ZStack offers an architecture that 99% tasks are executed asynchronously, which is a key design that a single management node can manage hundreds of thousands of physical servers, millions of virtual machines, and handle tens of thousands of concurrent tasks.

The motivation

For public clouds that usually manage massive hardware and virtual machines, scalability is one of the key problems that IaaS software need to solve. For a medium-sized data center, which may have 50,000 physical servers, may run about 1,500,000 virtual machines that belong to, for example, 10000 users; though it's unlikely that users will start/stop their virtual machines as frequent as they update Facebook pages, it's still possible that the IaaS system is crowd of thousands of tasks either from API or internal components at any given moment. In some worse case, for example, a user may wait for 1 hour for his or her new virtual machine to be created, just because the system is stuck with other 5000 tasks and the poor thread pool has only 1000 threads that have been busy for a while.

The problem

First of all, we'd like to show our opposition to an opinion about IaaS scalability issue we have seen in some articles, which claim "the supporting infrastructure, especially databases and message brokers are the culprits of poor IaaS scalability". No, that is wrong! First, for the database, the data size of IaaS software is rather small or medium at most; web giants like Facebook and Twitter, are still using MySQL as their main database; can an IaaS's data size beat Facebook's or Twitter's? No way, they are at the billions level, IaaS are at the millions level (super large data center). Second, for the message broker, the RabbitMQ which ZStack uses is a moderate scalable message broker, compared to others like Apache Kafka or ZeroMQ; but it can still sustain average 50,000 messages per second(see RabbitMQ Performance Measurements, part 2). Isn't that good enough for communications inside IaaS software? That is enough.

The cause of IaaS scalability issue is: slow tasks. Yes, tasks in IaaS software are very slow, they usually take a couple of seconds even a few minutes to finish; so when the system is full of slow tasks, it's unsurprised that new tasks get a huge delay before getting served. Slow tasks are originated from long task path; for instance, to create a virtual machine, it normally needs to go through identity service --> scheduler --> image service --> storage service --> network service --> hypervisor; each service may take a few seconds or minutes to conduct operations on external hardware, which causes the amount of task time to be very long.

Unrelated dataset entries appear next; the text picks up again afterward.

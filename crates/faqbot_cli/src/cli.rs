use std::path::PathBuf;

use clap::{Parser, Subcommand};
use faqbot_core::DEFAULT_REQUIRED_PASS_RATE;

#[derive(Debug, Parser)]
#[command(name = "faqbot", version, about = "Keyword FAQ chat bot")]
pub struct Cli {
    /// Knowledge base file: a JSON array of records, or JSON Lines when the
    /// extension is `.jsonl`.
    #[arg(long, global = true, default_value = "faq.json")]
    pub kb: PathBuf,

    /// JSON file overriding engine settings (threshold, replies, suggestion limits).
    #[arg(long, global = true)]
    pub config: Option<PathBuf>,

    /// Minimum similarity for a match; overrides the settings file.
    #[arg(long, global = true)]
    pub threshold: Option<f32>,

    #[command(subcommand)]
    pub command: Commands,
}

#[derive(Debug, Subcommand)]
pub enum Commands {
    /// Answer a single question.
    Ask {
        #[arg(long)]
        question: String,
        #[arg(long, default_value = "text")]
        output: String,
        /// Seed for picking the "not sure" reply.
        #[arg(long)]
        seed: Option<u64>,
    },
    /// Answer questions read line by line from stdin.
    Chat {
        #[arg(long, default_value = "0ms")]
        thinking_delay: humantime::Duration,
        #[arg(long)]
        seed: Option<u64>,
    },
    /// List questions matching partially typed text.
    Suggest {
        #[arg(long)]
        text: String,
    },
    /// List every question in the knowledge base.
    Questions,
    /// Print the keyword vocabulary.
    Vocab {
        #[arg(long, default_value = "text")]
        output: String,
    },
    /// Run evaluation cases against the knowledge base.
    Eval {
        #[arg(long)]
        cases: PathBuf,
        #[arg(long, default_value_t = DEFAULT_REQUIRED_PASS_RATE)]
        min_pass_rate: f32,
        #[arg(long, default_value = "text")]
        output: String,
    },
}

impl Cli {
    pub fn validate(&self) -> Result<(), String> {
        if let Some(t) = self.threshold {
            if !(0.0..=1.0).contains(&t) {
                return Err(format!("threshold must be within [0, 1], got {t}"));
            }
        }

        if let Commands::Eval { min_pass_rate, .. } = &self.command {
            if !(0.0..=1.0).contains(min_pass_rate) {
                return Err(format!(
                    "min-pass-rate must be within [0, 1], got {min_pass_rate}"
                ));
            }
        }

        Ok(())
    }
}

#[cfg(test)]
mod tests {
    use super::{Cli, Commands};
    use clap::Parser;

    #[test]
    fn parses_defaults() {
        let args = ["faqbot", "ask", "--question", "fees?"];
        let cli = Cli::try_parse_from(args).expect("parse");
        assert_eq!(cli.kb.to_str(), Some("faq.json"));
        assert!(cli.config.is_none());
        match cli.command {
            Commands::Ask {
                question,
                output,
                seed,
            } => {
                assert_eq!(question, "fees?");
                assert_eq!(output, "text");
                assert_eq!(seed, None);
            }
            other => panic!("unexpected command {other:?}"),
        }
    }

    #[test]
    fn global_flags_after_subcommand() {
        let args = [
            "faqbot",
            "chat",
            "--kb",
            "kb.jsonl",
            "--threshold",
            "0.3",
            "--thinking-delay",
            "600ms",
        ];
        let cli = Cli::try_parse_from(args).expect("parse");
        assert_eq!(cli.kb.to_str(), Some("kb.jsonl"));
        assert_eq!(cli.threshold, Some(0.3));
        match cli.command {
            Commands::Chat { thinking_delay, .. } => {
                assert_eq!(thinking_delay.as_ref().as_millis(), 600);
            }
            other => panic!("unexpected command {other:?}"),
        }
    }

    #[test]
    fn rejects_out_of_range_threshold() {
        let args = ["faqbot", "--threshold", "2", "questions"];
        let cli = Cli::try_parse_from(args).expect("parse");
        assert!(cli.validate().is_err());
    }

    #[test]
    fn rejects_out_of_range_pass_rate() {
        let args = ["faqbot", "eval", "--cases", "c.json", "--min-pass-rate", "1.5"];
        let cli = Cli::try_parse_from(args).expect("parse");
        assert!(cli.validate().is_err());
    }
}
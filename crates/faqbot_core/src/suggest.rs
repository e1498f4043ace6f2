use crate::knowledge::KnowledgeBase;
use crate::model::KnowledgeEntry;
use crate::settings::EngineSettings;

/// Entries whose question or keywords contain the typed text, in
/// knowledge-base order, capped at `settings.suggestion_limit`.
pub fn suggest<'a>(
    knowledge_base: &'a KnowledgeBase,
    text: &str,
    settings: &EngineSettings,
) -> Vec<&'a KnowledgeEntry> {
    let needle = text.trim().to_lowercase();
    if needle.chars().count() < settings.min_suggestion_len {
        return Vec::new();
    }

    knowledge_base
        .entries()
        .iter()
        .filter(|entry| {
            entry.question.to_lowercase().contains(&needle)
                || entry.keywords.iter().any(|k| k.contains(&needle))
        })
        .take(settings.suggestion_limit)
        .collect()
}
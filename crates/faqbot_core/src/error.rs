use std::io;

use thiserror::Error;

#[derive(Error, Debug)]
pub enum KbError {
    #[error("I/O error: {0}")]
    Io(#[from] io::Error),

    #[error("JSON error: {0}")]
    Json(#[from] serde_json::Error),

    #[error("Invalid knowledge base: {0}")]
    InvalidFormat(String),

    #[error("Invalid settings: {0}")]
    InvalidSettings(String),
}

pub type Result<T> = std::result::Result<T, KbError>;
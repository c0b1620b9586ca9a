//! Consume-loop semantics against a scripted in-memory source
//!
//! Verifies the delivery contract the broker seam promises: one
//! acknowledgment per processed message, issued only after processing, a
//! single delivery in flight, and window contents that follow delivered
//! order.

use std::collections::VecDeque;

use async_trait::async_trait;

use pitwatch_consumer::{
    ConsumerError, DecodePolicy, Delivery, ReadingSource, SourceError, TrendConsumer,
};
use pitwatch_core::{AlertPolicy, ChannelId, Classification, TrendDirection, TrendMonitor};

#[derive(Debug, Clone, Copy, PartialEq, Eq)]
enum Op {
    Delivered,
    Acked,
}

/// In-memory source that hands out a fixed script of message bodies
struct ScriptedSource {
    queue: VecDeque<Delivery>,
    ops: Vec<Op>,
    pending: bool,
    closed: bool,
}

impl ScriptedSource {
    fn new(bodies: &[&str]) -> Self {
        Self {
            queue: bodies.iter().map(|b| Delivery::new(*b)).collect(),
            ops: Vec::new(),
            pending: false,
            closed: false,
        }
    }

    fn acked(&self) -> usize {
        self.ops.iter().filter(|op| **op == Op::Acked).count()
    }
}

#[async_trait]
impl ReadingSource for ScriptedSource {
    async fn recv(&mut self) -> Result<Option<Delivery>, SourceError> {
        // in-flight limit of 1: the loop must never fetch a second
        // delivery before acknowledging the first
        assert!(
            !self.pending,
            "recv called with a delivery still unacknowledged"
        );

        match self.queue.pop_front() {
            Some(delivery) => {
                self.pending = true;
                self.ops.push(Op::Delivered);
                Ok(Some(delivery))
            }
            None => Ok(None),
        }
    }

    async fn ack(&mut self) -> Result<(), SourceError> {
        if !self.pending {
            return Err(SourceError::NothingPending);
        }
        self.pending = false;
        self.ops.push(Op::Acked);
        Ok(())
    }

    async fn close(&mut self) {
        self.closed = true;
    }
}

fn smoker_consumer(bodies: &[&str], policy: DecodePolicy) -> TrendConsumer<ScriptedSource> {
    let channel = ChannelId::new("01-smoker").unwrap();
    TrendConsumer::new(
        ScriptedSource::new(bodies),
        TrendMonitor::new(channel, AlertPolicy::smoker()),
        policy,
    )
}

#[tokio::test]
async fn acknowledges_each_message_exactly_once_after_processing() {
    let mut consumer = smoker_consumer(
        &[
            "08:30:01,200",
            "08:30:31,198",
            "08:31:01,195",
            "08:31:31,190",
            "08:32:01,183",
        ],
        DecodePolicy::Skip,
    );

    let result = consumer.run().await;
    assert!(matches!(result, Err(ConsumerError::SourceClosed)));

    let source = consumer.source();
    assert_eq!(source.acked(), 5);

    // strict alternation: every delivery is acknowledged before the next
    // one is fetched
    for pair in source.ops.chunks(2) {
        assert_eq!(pair, [Op::Delivered, Op::Acked]);
    }

    // the window absorbed all five readings and classified the drop
    let window = consumer.monitor().window();
    assert!(window.is_full());
    assert_eq!(window.trend(), Ok(-17.0));
}

#[tokio::test]
async fn warming_messages_are_still_acknowledged() {
    let mut consumer = smoker_consumer(
        &["08:30:01,200", "08:30:31,198", "08:31:01,195"],
        DecodePolicy::Skip,
    );

    let result = consumer.run().await;
    assert!(matches!(result, Err(ConsumerError::SourceClosed)));

    assert_eq!(consumer.source().acked(), 3);
    assert!(!consumer.monitor().window().is_full());
    assert!(consumer.monitor().window().trend().is_err());
}

#[tokio::test]
async fn skip_policy_acks_bad_messages_and_keeps_consuming() {
    let mut consumer = smoker_consumer(
        &[
            "08:30:01,200",
            "garbage-without-a-value",
            "08:30:31,198",
            "08:31:01,not-a-number",
            "08:31:31,195",
        ],
        DecodePolicy::Skip,
    );

    let result = consumer.run().await;
    assert!(matches!(result, Err(ConsumerError::SourceClosed)));

    // bad messages were acknowledged too, so the queue never stalls
    assert_eq!(consumer.source().acked(), 5);

    // only the three good readings reached the window
    assert_eq!(consumer.monitor().window().len(), 3);
}

#[tokio::test]
async fn fail_policy_stops_without_acknowledging() {
    let mut consumer = smoker_consumer(
        &["garbage-without-a-value", "08:30:01,200"],
        DecodePolicy::Fail,
    );

    let result = consumer.run().await;
    assert!(matches!(result, Err(ConsumerError::Decode(_))));

    // no acknowledgment: the broker will redeliver after reconnect
    let source = consumer.source();
    assert_eq!(source.acked(), 0);
    assert_eq!(source.ops, vec![Op::Delivered]);
    assert_eq!(consumer.monitor().window().len(), 0);
}

#[tokio::test]
async fn window_reflects_delivered_order() {
    let channel = ChannelId::new("01-smoker").unwrap();
    let policy = AlertPolicy::new(3, 10.0, TrendDirection::Decrease);

    // values published as 200, 190, 180 but delivered reversed
    let mut consumer = TrendConsumer::new(
        ScriptedSource::new(&["t3,180", "t2,190", "t1,200"]),
        TrendMonitor::new(channel, policy),
        DecodePolicy::Skip,
    );

    let result = consumer.run().await;
    assert!(matches!(result, Err(ConsumerError::SourceClosed)));

    // delivered order gives a rising trend, so no alert fires even though
    // the chronological data dropped 20 degrees
    let window = consumer.monitor().window();
    assert_eq!(window.trend(), Ok(20.0));
    assert_eq!(
        policy.evaluate(window.trend().unwrap(), 200.0).classification,
        Classification::Normal
    );
}

#[tokio::test]
async fn shutdown_closes_the_source() {
    let mut consumer = smoker_consumer(&[], DecodePolicy::Skip);

    let result = consumer.run().await;
    assert!(matches!(result, Err(ConsumerError::SourceClosed)));

    consumer.shutdown().await;
    assert!(consumer.source().closed);
}
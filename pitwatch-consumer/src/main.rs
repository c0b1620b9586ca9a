//! pitwatch - consume one channel's temperature queue and alert on trends

use anyhow::{ensure, Context, Result};
use clap::{Parser, ValueEnum};
use tracing::{error, info};
use tracing_subscriber::EnvFilter;

use pitwatch_consumer::{ChannelConfig, DecodePolicy, MqttSource, TrendConsumer};
use pitwatch_core::{ChannelId, TrendDirection, TrendMonitor, MAX_WINDOW};

#[derive(Debug, Clone, Copy, PartialEq, Eq, ValueEnum)]
enum Preset {
    /// Smoker temperature: 15 degree drop over 5 readings
    Smoker,
    /// Food A temperature: under 1 degree of change over 20 readings
    FoodA,
}

#[derive(Debug, Clone, Copy, PartialEq, Eq, ValueEnum)]
enum DirectionArg {
    Decrease,
    Plateau,
}

impl From<DirectionArg> for TrendDirection {
    fn from(arg: DirectionArg) -> Self {
        match arg {
            DirectionArg::Decrease => TrendDirection::Decrease,
            DirectionArg::Plateau => TrendDirection::Plateau,
        }
    }
}

#[derive(Parser, Debug)]
#[command(name = "pitwatch")]
#[command(about = "Consume a channel's temperature queue and alert on trend changes")]
#[command(version)]
struct Args {
    /// Broker hostname or IP
    #[arg(long, default_value = "localhost")]
    host: String,

    /// Broker port
    #[arg(long, default_value_t = 1883)]
    port: u16,

    /// Channel preset supplying queue name, window and policy defaults
    #[arg(long, value_enum, default_value_t = Preset::Smoker)]
    channel: Preset,

    /// Override the queue name
    #[arg(long)]
    queue: Option<String>,

    /// Override the window capacity in readings
    #[arg(long)]
    window: Option<usize>,

    /// Override the alert threshold in degrees
    #[arg(long)]
    threshold: Option<f32>,

    /// Override the trend direction to alert on
    #[arg(long, value_enum)]
    direction: Option<DirectionArg>,

    /// What to do with undecodable messages
    #[arg(long, value_enum, default_value_t = DecodePolicy::Skip)]
    on_decode_error: DecodePolicy,

    /// Discard any stale backlog from a prior run before consuming
    #[arg(long)]
    fresh_start: bool,
}

impl Args {
    fn into_config(self) -> ChannelConfig {
        let mut config = match self.channel {
            Preset::Smoker => ChannelConfig::smoker(self.host, self.port),
            Preset::FoodA => ChannelConfig::food_a(self.host, self.port),
        };

        if let Some(queue) = self.queue {
            config.queue = queue;
        }
        if let Some(window) = self.window {
            config.window_capacity = window;
        }
        if let Some(threshold) = self.threshold {
            config.threshold = threshold;
        }
        if let Some(direction) = self.direction {
            config.direction = direction.into();
        }
        config.decode_policy = self.on_decode_error;
        config.purge_backlog = self.fresh_start;

        config
    }
}

#[tokio::main]
async fn main() -> Result<()> {
    tracing_subscriber::fmt()
        .with_env_filter(
            EnvFilter::try_from_default_env().unwrap_or_else(|_| EnvFilter::new("info")),
        )
        .init();

    let config = Args::parse().into_config();

    ensure!(
        (2..=MAX_WINDOW).contains(&config.window_capacity),
        "window capacity must be between 2 and {MAX_WINDOW} readings, got {}",
        config.window_capacity
    );
    let channel = ChannelId::new(&config.queue)
        .with_context(|| format!("queue name {:?} is too long for a channel id", config.queue))?;

    let monitor = TrendMonitor::new(channel, config.policy());

    info!(
        host = %config.host,
        port = config.port,
        queue = %config.queue,
        window = config.window_capacity,
        threshold = config.threshold,
        direction = %config.direction,
        "connecting to broker"
    );

    let mut source = match MqttSource::connect(&config).await {
        Ok(source) => source,
        Err(e) => {
            error!(host = %config.host, port = config.port, error = %e, "broker unreachable");
            return Err(anyhow::Error::new(e).context(format!(
                "connection to broker at {}:{} failed; verify the server is running",
                config.host, config.port
            )));
        }
    };
    source.subscribe().await.context("channel setup failed")?;

    info!("ready to read temperatures; press ctrl-c to exit");

    let mut consumer = TrendConsumer::new(source, monitor, config.decode_policy);

    let result = tokio::select! {
        result = consumer.run() => {
            result.map_err(anyhow::Error::from)
        }
        _ = tokio::signal::ctrl_c() => {
            info!("interrupt received, stopping consumer");
            Ok(())
        }
    };

    // the connection is released exactly once, whichever way the loop exits
    consumer.shutdown().await;
    info!("connection closed, goodbye");

    result
}
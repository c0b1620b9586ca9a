//! Per-channel consumer configuration
//!
//! Supplied once at process start; there is no runtime reconfiguration.
//! The two named constructors mirror the deployed channels: the smoker
//! queue watches for a fast temperature drop, the food queue for a stall.

use clap::ValueEnum;

use pitwatch_core::{AlertPolicy, TrendDirection};

/// What to do with a message whose body fails to decode
#[derive(Debug, Clone, Copy, PartialEq, Eq, ValueEnum)]
pub enum DecodePolicy {
    /// Acknowledge, log, and move on (default)
    ///
    /// Contains the damage to the one bad message and keeps the queue
    /// moving.
    Skip,
    /// Tear the consumer down, leaving the message unacknowledged
    ///
    /// The broker redelivers it after reconnect, so a permanently
    /// malformed message will stall the queue until an operator steps in.
    Fail,
}

/// Everything one consumer instance needs to run
#[derive(Debug, Clone)]
pub struct ChannelConfig {
    /// Broker hostname or IP
    pub host: String,
    /// Broker port
    pub port: u16,
    /// Durable queue name for this channel, also its identifier
    pub queue: String,
    /// Sliding window capacity in readings
    pub window_capacity: usize,
    /// Alert threshold in degrees
    pub threshold: f32,
    /// Direction of change to alert on
    pub direction: TrendDirection,
    /// Bad-message policy
    pub decode_policy: DecodePolicy,
    /// Discard stale backlog from a prior run before consuming
    pub purge_backlog: bool,
}

impl ChannelConfig {
    /// Smoker channel: alert when the pit drops 15 degrees in 2.5 minutes
    pub fn smoker(host: impl Into<String>, port: u16) -> Self {
        let policy = AlertPolicy::smoker();
        Self {
            host: host.into(),
            port,
            queue: "01-smoker".to_string(),
            window_capacity: policy.capacity,
            threshold: policy.threshold,
            direction: policy.direction,
            decode_policy: DecodePolicy::Skip,
            purge_backlog: false,
        }
    }

    /// Food channel: alert when food A changes less than 1 degree in 10 minutes
    pub fn food_a(host: impl Into<String>, port: u16) -> Self {
        let policy = AlertPolicy::food_stall();
        Self {
            host: host.into(),
            port,
            queue: "02-food-A".to_string(),
            window_capacity: policy.capacity,
            threshold: policy.threshold,
            direction: policy.direction,
            decode_policy: DecodePolicy::Skip,
            purge_backlog: false,
        }
    }

    /// The alert policy this configuration describes
    pub fn policy(&self) -> AlertPolicy {
        AlertPolicy::new(self.window_capacity, self.threshold, self.direction)
    }

    /// Stable client identifier, one per channel queue
    ///
    /// Must stay stable across restarts so the broker can associate the
    /// persistent session (and redeliver unacknowledged messages).
    pub fn client_id(&self) -> String {
        format!("pitwatch-{}", self.queue)
    }
}

#[cfg(test)]
mod tests {
    use super::*;
    use pitwatch_core::TrendDirection;

    #[test]
    fn smoker_preset_matches_deployed_policy() {
        let config = ChannelConfig::smoker("localhost", 1883);
        assert_eq!(config.queue, "01-smoker");
        assert_eq!(config.window_capacity, 5);
        assert_eq!(config.threshold, 15.0);
        assert_eq!(config.direction, TrendDirection::Decrease);
        assert_eq!(config.decode_policy, DecodePolicy::Skip);
    }

    #[test]
    fn food_preset_matches_deployed_policy() {
        let config = ChannelConfig::food_a("localhost", 1883);
        assert_eq!(config.queue, "02-food-A");
        assert_eq!(config.window_capacity, 20);
        assert_eq!(config.threshold, 1.0);
        assert_eq!(config.direction, TrendDirection::Plateau);
    }

    #[test]
    fn client_id_is_stable_per_queue() {
        let config = ChannelConfig::smoker("localhost", 1883);
        assert_eq!(config.client_id(), "pitwatch-01-smoker");
        assert_eq!(config.client_id(), config.client_id());
    }
}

Synchronous vs. Asynchronous

Traditional IaaS software does tasks synchronously; they are usually thread pool based which offer a thread for each task and the thread can serve the next task only after the previous task is finished. As tasks are slow, when encountering a peak of concurrent tasks, the system can be ridiculously slow because the thread pool is running out of capacity, and incoming tasks are queued to be served.

To tackle the issue, the straight idea is to increase the thread pool's capacity; however, even if modern operating systems allow an application has tens of thousands of threads, no operating system can efficiently schedule them. So people start scaling things out, distributing workloads to analogous software running on different operating systems; because each software has own thread pool, it eventually increases the thread capacity of the entire system. However, the scaled out solution comes with a cost; it augments the difficulty of management, and clustering software is still a challenge in software design. Finally, the IaaS software itself becomes the bottleneck of the cloud, while the rest of infrastructures including databases, message brokers, and external systems (e.g. thousands of physical servers) still have adequate capacity to serve more concurrent tasks.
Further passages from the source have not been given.